*** Opening Dataset records ***

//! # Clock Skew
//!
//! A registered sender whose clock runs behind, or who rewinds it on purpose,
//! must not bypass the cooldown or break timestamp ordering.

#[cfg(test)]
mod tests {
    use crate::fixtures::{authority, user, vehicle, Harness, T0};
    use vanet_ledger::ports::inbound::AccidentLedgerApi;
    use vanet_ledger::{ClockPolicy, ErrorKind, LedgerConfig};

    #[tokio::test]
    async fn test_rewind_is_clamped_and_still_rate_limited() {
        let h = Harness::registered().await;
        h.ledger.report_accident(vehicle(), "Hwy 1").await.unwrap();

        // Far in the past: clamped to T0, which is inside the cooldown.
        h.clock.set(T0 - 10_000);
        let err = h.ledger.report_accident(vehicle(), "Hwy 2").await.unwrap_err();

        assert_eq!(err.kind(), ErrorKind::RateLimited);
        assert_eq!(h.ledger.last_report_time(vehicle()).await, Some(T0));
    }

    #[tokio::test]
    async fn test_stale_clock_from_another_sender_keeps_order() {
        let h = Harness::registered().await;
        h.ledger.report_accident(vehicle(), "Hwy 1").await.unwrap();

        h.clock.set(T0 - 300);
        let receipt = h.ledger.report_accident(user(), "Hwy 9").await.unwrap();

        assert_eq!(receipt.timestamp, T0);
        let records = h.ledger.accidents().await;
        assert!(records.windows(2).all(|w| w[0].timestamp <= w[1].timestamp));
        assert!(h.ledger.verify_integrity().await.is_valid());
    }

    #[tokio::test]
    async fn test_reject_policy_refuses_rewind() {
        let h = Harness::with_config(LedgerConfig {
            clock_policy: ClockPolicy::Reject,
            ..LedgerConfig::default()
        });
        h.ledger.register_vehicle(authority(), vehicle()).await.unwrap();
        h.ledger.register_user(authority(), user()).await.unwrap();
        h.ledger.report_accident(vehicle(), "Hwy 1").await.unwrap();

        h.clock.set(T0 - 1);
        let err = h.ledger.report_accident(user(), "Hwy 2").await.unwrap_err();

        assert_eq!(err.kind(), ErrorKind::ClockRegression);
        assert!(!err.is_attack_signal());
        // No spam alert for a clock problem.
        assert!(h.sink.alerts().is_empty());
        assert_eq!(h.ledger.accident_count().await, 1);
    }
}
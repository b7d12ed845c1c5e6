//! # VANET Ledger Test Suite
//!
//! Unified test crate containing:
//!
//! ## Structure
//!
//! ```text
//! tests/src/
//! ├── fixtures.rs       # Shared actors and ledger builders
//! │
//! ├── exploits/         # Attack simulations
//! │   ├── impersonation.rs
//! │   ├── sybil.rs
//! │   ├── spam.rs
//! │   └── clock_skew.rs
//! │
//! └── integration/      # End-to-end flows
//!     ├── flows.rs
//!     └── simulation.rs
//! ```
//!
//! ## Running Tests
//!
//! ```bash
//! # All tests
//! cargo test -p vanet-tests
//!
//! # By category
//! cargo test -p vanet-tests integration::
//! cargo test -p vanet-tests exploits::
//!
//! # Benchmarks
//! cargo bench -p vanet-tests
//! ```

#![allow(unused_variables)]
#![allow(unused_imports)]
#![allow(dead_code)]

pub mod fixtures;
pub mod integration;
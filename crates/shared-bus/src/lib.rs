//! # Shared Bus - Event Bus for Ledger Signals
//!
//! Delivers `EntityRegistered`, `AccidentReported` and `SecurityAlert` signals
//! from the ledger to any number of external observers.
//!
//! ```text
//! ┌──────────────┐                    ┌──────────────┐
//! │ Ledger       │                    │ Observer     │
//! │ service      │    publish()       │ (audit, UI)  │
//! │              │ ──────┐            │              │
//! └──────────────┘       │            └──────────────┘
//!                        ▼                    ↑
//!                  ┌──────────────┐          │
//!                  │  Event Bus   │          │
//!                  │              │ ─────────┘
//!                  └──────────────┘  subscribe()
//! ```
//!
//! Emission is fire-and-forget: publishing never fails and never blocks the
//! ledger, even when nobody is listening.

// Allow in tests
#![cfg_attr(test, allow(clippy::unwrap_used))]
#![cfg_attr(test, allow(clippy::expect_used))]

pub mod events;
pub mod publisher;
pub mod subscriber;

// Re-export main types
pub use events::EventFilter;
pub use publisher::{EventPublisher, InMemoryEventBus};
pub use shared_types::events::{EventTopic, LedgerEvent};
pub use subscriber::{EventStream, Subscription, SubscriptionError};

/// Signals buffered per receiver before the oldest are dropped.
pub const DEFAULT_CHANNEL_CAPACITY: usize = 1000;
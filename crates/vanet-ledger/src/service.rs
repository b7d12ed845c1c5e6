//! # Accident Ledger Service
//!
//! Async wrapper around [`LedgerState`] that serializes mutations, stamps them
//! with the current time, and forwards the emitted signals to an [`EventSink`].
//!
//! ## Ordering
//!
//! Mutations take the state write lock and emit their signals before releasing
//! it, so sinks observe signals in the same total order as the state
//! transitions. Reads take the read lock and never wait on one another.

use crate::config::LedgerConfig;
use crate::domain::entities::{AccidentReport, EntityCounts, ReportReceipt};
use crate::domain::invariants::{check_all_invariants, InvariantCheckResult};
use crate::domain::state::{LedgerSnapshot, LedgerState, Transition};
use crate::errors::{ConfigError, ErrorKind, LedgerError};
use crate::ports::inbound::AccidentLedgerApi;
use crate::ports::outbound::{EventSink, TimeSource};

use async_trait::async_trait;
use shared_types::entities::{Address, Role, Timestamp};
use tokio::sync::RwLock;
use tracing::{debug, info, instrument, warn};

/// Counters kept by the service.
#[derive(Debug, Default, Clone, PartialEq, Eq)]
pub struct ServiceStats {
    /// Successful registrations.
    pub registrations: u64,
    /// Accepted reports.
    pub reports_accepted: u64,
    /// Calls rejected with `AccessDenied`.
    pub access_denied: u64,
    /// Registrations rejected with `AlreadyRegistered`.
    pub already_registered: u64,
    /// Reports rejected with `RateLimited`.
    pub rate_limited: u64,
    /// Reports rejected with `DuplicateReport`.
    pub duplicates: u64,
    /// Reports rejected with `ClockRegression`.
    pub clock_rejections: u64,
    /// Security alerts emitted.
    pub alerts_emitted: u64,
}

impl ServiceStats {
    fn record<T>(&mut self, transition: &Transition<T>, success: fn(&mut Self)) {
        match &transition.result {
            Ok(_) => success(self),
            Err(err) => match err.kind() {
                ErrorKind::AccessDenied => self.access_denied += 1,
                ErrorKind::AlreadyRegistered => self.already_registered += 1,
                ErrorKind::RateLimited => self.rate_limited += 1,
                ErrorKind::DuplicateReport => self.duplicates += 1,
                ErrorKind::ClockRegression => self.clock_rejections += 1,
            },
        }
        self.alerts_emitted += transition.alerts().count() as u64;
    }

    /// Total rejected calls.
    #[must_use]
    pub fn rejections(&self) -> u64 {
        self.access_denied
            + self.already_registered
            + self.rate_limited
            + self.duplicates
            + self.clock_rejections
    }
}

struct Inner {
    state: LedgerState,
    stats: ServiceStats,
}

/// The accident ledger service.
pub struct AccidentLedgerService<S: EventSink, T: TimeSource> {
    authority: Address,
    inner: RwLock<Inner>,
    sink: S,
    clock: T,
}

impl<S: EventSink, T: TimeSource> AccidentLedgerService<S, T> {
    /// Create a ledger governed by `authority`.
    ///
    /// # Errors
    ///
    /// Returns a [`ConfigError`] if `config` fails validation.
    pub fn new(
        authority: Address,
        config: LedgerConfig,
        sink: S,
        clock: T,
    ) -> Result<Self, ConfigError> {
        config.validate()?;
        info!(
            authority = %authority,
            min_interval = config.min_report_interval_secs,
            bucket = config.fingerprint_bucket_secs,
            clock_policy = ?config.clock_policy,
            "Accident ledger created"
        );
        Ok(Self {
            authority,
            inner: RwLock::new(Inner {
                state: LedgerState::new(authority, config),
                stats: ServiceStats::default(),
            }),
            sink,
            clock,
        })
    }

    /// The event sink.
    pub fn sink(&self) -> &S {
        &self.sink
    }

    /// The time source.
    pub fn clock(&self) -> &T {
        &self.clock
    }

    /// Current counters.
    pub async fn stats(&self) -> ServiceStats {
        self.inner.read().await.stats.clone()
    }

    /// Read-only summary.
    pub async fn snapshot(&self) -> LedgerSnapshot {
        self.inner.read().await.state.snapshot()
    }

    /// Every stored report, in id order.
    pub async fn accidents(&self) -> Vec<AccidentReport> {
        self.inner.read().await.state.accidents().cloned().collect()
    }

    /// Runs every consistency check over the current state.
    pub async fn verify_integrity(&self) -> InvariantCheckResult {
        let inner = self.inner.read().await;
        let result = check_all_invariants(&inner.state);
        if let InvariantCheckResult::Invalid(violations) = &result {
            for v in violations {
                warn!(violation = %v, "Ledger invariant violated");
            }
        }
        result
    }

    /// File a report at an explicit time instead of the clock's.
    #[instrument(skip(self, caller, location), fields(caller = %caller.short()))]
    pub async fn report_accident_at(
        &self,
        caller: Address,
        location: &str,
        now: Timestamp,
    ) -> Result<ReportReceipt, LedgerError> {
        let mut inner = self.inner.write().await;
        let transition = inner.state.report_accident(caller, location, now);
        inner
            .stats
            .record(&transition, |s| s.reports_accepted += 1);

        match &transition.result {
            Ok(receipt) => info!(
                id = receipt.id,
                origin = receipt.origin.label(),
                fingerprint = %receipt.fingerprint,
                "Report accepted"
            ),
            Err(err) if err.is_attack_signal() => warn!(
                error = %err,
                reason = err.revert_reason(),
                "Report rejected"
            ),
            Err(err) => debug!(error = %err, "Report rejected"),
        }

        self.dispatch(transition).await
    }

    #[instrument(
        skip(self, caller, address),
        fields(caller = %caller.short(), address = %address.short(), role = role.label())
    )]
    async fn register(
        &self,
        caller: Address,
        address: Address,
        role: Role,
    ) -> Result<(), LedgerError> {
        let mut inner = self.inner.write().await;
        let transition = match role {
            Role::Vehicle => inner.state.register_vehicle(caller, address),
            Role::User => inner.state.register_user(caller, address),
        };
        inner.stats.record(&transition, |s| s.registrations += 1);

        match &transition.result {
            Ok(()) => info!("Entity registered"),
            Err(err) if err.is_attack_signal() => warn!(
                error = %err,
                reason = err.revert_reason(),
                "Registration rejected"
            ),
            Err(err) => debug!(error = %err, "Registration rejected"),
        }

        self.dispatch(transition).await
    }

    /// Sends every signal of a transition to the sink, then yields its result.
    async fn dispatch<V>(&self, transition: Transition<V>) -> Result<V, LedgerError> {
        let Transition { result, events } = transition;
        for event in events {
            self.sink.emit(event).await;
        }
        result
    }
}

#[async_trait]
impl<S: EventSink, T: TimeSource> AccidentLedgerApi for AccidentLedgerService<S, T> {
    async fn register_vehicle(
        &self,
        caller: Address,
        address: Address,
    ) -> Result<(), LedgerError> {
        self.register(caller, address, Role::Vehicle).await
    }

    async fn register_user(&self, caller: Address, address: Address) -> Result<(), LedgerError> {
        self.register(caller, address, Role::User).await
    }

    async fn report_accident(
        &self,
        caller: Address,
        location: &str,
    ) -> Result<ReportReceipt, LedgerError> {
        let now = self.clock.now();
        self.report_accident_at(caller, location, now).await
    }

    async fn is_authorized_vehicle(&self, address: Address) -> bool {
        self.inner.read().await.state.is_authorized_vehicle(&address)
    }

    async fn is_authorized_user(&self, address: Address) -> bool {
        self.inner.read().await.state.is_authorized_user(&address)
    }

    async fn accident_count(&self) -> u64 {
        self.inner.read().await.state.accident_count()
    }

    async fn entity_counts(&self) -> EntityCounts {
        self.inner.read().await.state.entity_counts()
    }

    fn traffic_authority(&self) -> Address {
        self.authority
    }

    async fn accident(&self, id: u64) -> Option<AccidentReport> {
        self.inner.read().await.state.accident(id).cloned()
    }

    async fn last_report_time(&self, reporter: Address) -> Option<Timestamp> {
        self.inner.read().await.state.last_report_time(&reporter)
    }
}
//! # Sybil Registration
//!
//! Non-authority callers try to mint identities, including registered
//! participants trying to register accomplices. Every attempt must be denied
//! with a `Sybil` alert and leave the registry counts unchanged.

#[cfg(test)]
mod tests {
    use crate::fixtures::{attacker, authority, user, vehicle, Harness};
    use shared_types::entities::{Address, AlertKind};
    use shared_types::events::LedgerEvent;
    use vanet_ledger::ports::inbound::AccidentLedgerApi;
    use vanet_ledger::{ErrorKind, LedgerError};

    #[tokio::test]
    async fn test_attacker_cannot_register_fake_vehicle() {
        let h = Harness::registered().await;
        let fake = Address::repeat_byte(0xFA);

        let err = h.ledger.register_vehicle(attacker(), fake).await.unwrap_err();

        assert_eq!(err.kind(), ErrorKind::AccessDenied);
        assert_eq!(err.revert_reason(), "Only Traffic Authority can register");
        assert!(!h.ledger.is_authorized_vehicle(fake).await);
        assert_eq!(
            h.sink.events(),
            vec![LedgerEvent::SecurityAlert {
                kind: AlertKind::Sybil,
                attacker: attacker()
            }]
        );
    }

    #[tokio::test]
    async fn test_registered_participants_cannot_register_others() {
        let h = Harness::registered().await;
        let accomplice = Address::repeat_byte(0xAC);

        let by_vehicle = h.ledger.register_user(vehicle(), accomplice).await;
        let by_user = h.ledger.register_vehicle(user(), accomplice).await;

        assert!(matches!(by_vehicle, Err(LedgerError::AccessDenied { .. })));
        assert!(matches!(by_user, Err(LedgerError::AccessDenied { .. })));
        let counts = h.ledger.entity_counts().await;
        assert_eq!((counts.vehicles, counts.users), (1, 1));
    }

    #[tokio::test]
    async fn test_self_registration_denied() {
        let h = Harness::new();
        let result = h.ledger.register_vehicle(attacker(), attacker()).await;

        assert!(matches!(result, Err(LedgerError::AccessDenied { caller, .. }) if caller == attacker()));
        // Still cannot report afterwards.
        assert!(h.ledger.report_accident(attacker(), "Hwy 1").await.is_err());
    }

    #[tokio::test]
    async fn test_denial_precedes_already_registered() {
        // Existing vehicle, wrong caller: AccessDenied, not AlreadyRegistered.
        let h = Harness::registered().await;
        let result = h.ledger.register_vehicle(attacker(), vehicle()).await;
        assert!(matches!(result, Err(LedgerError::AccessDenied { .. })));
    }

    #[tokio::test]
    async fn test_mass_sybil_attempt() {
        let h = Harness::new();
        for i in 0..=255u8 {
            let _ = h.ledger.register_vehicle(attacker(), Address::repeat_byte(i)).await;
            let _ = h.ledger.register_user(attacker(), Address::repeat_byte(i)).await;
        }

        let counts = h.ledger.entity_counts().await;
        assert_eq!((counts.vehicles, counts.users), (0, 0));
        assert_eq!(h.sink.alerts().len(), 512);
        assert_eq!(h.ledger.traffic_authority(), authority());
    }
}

*** Closing Dataset records ***

→ What you should do: Word for word, restate the lines above from the line containing "let inner = self.inner.read().await;" through the line containing "of the clock's.", with both included and nothing else.

→ Response area:
        let inner = self.inner.read().await;
        let result = check_all_invariants(&inner.state);
        if let InvariantCheckResult::Invalid(violations) = &result {
            for v in violations {
                warn!(violation = %v, "Ledger invariant violated");
            }
        }
        result
    }

    /// File a report at an explicit time instead of the clock's.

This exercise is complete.